### Task to complete
Exact repetition of every record is required.
Data for processing Block Start
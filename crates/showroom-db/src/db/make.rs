use showroom_core::models::Make;
use showroom_core::{messages, AppError};
use sqlx::{PgPool, Postgres};
use uuid::Uuid;

/// Repository for car makes and their model lists.
#[derive(Clone)]
pub struct MakeRepository {
    pool: PgPool,
}

impl MakeRepository {
    pub fn new(pool: PgPool) -> Self {
        Self { pool }
    }

    #[tracing::instrument(skip(self), fields(db.table = "makes", db.operation = "insert"))]
    pub async fn create(&self, name: &str, models: &[String]) -> Result<Make, AppError> {
        let make = sqlx::query_as::<Postgres, Make>(
            r#"
            INSERT INTO makes (name, models)
            VALUES ($1, $2)
            RETURNING id, name, models, created_at, updated_at
            "#,
        )
        .bind(name)
        .bind(models)
        .fetch_one(&self.pool)
        .await?;

        Ok(make)
    }

    /// Look up a make by name (case-insensitive), creating it if absent, and
    /// ensure `model` is in its model list. Race-safe: the upsert is a single
    /// statement against the `LOWER(name)` unique index.
    #[tracing::instrument(skip(self), fields(db.table = "makes", db.operation = "upsert"))]
    pub async fn find_or_create(&self, name: &str, model: &str) -> Result<Make, AppError> {
        let make = sqlx::query_as::<Postgres, Make>(
            r#"
            INSERT INTO makes (name, models)
            VALUES ($1, ARRAY[$2])
            ON CONFLICT (LOWER(name)) DO UPDATE SET
                models = CASE
                    WHEN makes.models @> ARRAY[$2] THEN makes.models
                    ELSE array_append(makes.models, $2)
                END,
                updated_at = NOW()
            RETURNING id, name, models, created_at, updated_at
            "#,
        )
        .bind(name)
        .bind(model)
        .fetch_one(&self.pool)
        .await?;

        Ok(make)
    }

    #[tracing::instrument(skip(self), fields(db.table = "makes", db.operation = "select", db.record_id = %id))]
    pub async fn get(&self, id: Uuid) -> Result<Option<Make>, AppError> {
        let make = sqlx::query_as::<Postgres, Make>(
            "SELECT id, name, models, created_at, updated_at FROM makes WHERE id = $1",
        )
        .bind(id)
        .fetch_optional(&self.pool)
        .await?;

        Ok(make)
    }

    #[tracing::instrument(skip(self), fields(db.table = "makes", db.operation = "select"))]
    pub async fn list(&self) -> Result<Vec<Make>, AppError> {
        let makes = sqlx::query_as::<Postgres, Make>(
            "SELECT id, name, models, created_at, updated_at FROM makes ORDER BY name ASC",
        )
        .fetch_all(&self.pool)
        .await?;

        Ok(makes)
    }

    #[tracing::instrument(skip(self), fields(db.table = "makes", db.operation = "update", db.record_id = %id))]
    pub async fn update(&self, id: Uuid, name: &str, models: &[String]) -> Result<Make, AppError> {
        let make = sqlx::query_as::<Postgres, Make>(
            r#"
            UPDATE makes SET name = $1, models = $2, updated_at = NOW()
            WHERE id = $3
            RETURNING id, name, models, created_at, updated_at
            "#,
        )
        .bind(name)
        .bind(models)
        .bind(id)
        .fetch_optional(&self.pool)
        .await?
        .ok_or_else(|| AppError::not_found_with_id(&id.to_string()))?;

        Ok(make)
    }

    /// Delete a make. Refused while cars still reference it.
    #[tracing::instrument(skip(self), fields(db.table = "makes", db.operation = "delete", db.record_id = %id))]
    pub async fn delete(&self, id: Uuid) -> Result<bool, AppError> {
        let car_count: i64 = sqlx::query_scalar("SELECT COUNT(*) FROM cars WHERE make_id = $1")
            .bind(id)
            .fetch_one(&self.pool)
            .await?;

        if car_count > 0 {
            return Err(AppError::Validation(messages::invalid_input()));
        }

        let rows_affected = sqlx::query("DELETE FROM makes WHERE id = $1")
            .bind(id)
            .execute(&self.pool)
            .await?
            .rows_affected();

        Ok(rows_affected > 0)
    }
}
Data for processing Block End
### Response box
filename crates/showroom-db/src/db/make.rs
use showroom_core::models::Make;
use showroom_core::{messages, AppError};
use sqlx::{PgPool, Postgres};
use uuid::Uuid;

/// Repository for car makes and their model lists.
#[derive(Clone)]
pub struct MakeRepository {
    pool: PgPool,
}

impl MakeRepository {
    pub fn new(pool: PgPool) -> Self {
        Self { pool }
    }

    #[tracing::instrument(skip(self), fields(db.table = "makes", db.operation = "insert"))]
    pub async fn create(&self, name: &str, models: &[String]) -> Result<Make, AppError> {
        let make = sqlx::query_as::<Postgres, Make>(
            r#"
            INSERT INTO makes (name, models)
            VALUES ($1, $2)
            RETURNING id, name, models, created_at, updated_at
            "#,
        )
        .bind(name)
        .bind(models)
        .fetch_one(&self.pool)
        .await?;

        Ok(make)
    }

    /// Look up a make by name (case-insensitive), creating it if absent, and
    /// ensure `model` is in its model list. Race-safe: the upsert is a single
    /// statement against the `LOWER(name)` unique index.
    #[tracing::instrument(skip(self), fields(db.table = "makes", db.operation = "upsert"))]
    pub async fn find_or_create(&self, name: &str, model: &str) -> Result<Make, AppError> {
        let make = sqlx::query_as::<Postgres, Make>(
            r#"
            INSERT INTO makes (name, models)
            VALUES ($1, ARRAY[$2])
            ON CONFLICT (LOWER(name)) DO UPDATE SET
                models = CASE
                    WHEN makes.models @> ARRAY[$2] THEN makes.models
                    ELSE array_append(makes.models, $2)
                END,
                updated_at = NOW()
            RETURNING id, name, models, created_at, updated_at
            "#,
        )
        .bind(name)
        .bind(model)
        .fetch_one(&self.pool)
        .await?;

        Ok(make)
    }

    #[tracing::instrument(skip(self), fields(db.table = "makes", db.operation = "select", db.record_id = %id))]
    pub async fn get(&self, id: Uuid) -> Result<Option<Make>, AppError> {
        let make = sqlx::query_as::<Postgres, Make>(
            "SELECT id, name, models, created_at, updated_at FROM makes WHERE id = $1",
        )
        .bind(id)
        .fetch_optional(&self.pool)
        .await?;

        Ok(make)
    }

    #[tracing::instrument(skip(self), fields(db.table = "makes", db.operation = "select"))]
    pub async fn list(&self) -> Result<Vec<Make>, AppError> {
        let makes = sqlx::query_as::<Postgres, Make>(
            "SELECT id, name, models, created_at, updated_at FROM makes ORDER BY name ASC",
        )
        .fetch_all(&self.pool)
        .await?;

        Ok(makes)
    }

    #[tracing::instrument(skip(self), fields(db.table = "makes", db.operation = "update", db.record_id = %id))]
    pub async fn update(&self, id: Uuid, name: &str, models: &[String]) -> Result<Make, AppError> {
        let make = sqlx::query_as::<Postgres, Make>(
            r#"
            UPDATE makes SET name = $1, models = $2, updated_at = NOW()
            WHERE id = $3
            RETURNING id, name, models, created_at, updated_at
            "#,
        )
        .bind(name)
        .bind(models)
        .bind(id)
        .fetch_optional(&self.pool)
        .await?
        .ok_or_else(|| AppError::not_found_with_id(&id.to_string()))?;

        Ok(make)
    }

    /// Delete a make. Refused while cars still reference it.
    #[tracing::instrument(skip(self), fields(db.table = "makes", db.operation = "delete", db.record_id = %id))]
    pub async fn delete(&self, id: Uuid) -> Result<bool, AppError> {
        let car_count: i64 = sqlx::query_scalar("SELECT COUNT(*) FROM cars WHERE make_id = $1")
            .bind(id)
            .fetch_one(&self.pool)
            .await?;

        if car_count > 0 {
            return Err(AppError::Validation(messages::invalid_input()));
        }

        let rows_affected = sqlx::query("DELETE FROM makes WHERE id = $1")
            .bind(id)
            .execute(&self.pool)
            .await?
            .rows_affected();

        Ok(rows_affected > 0)
    }
}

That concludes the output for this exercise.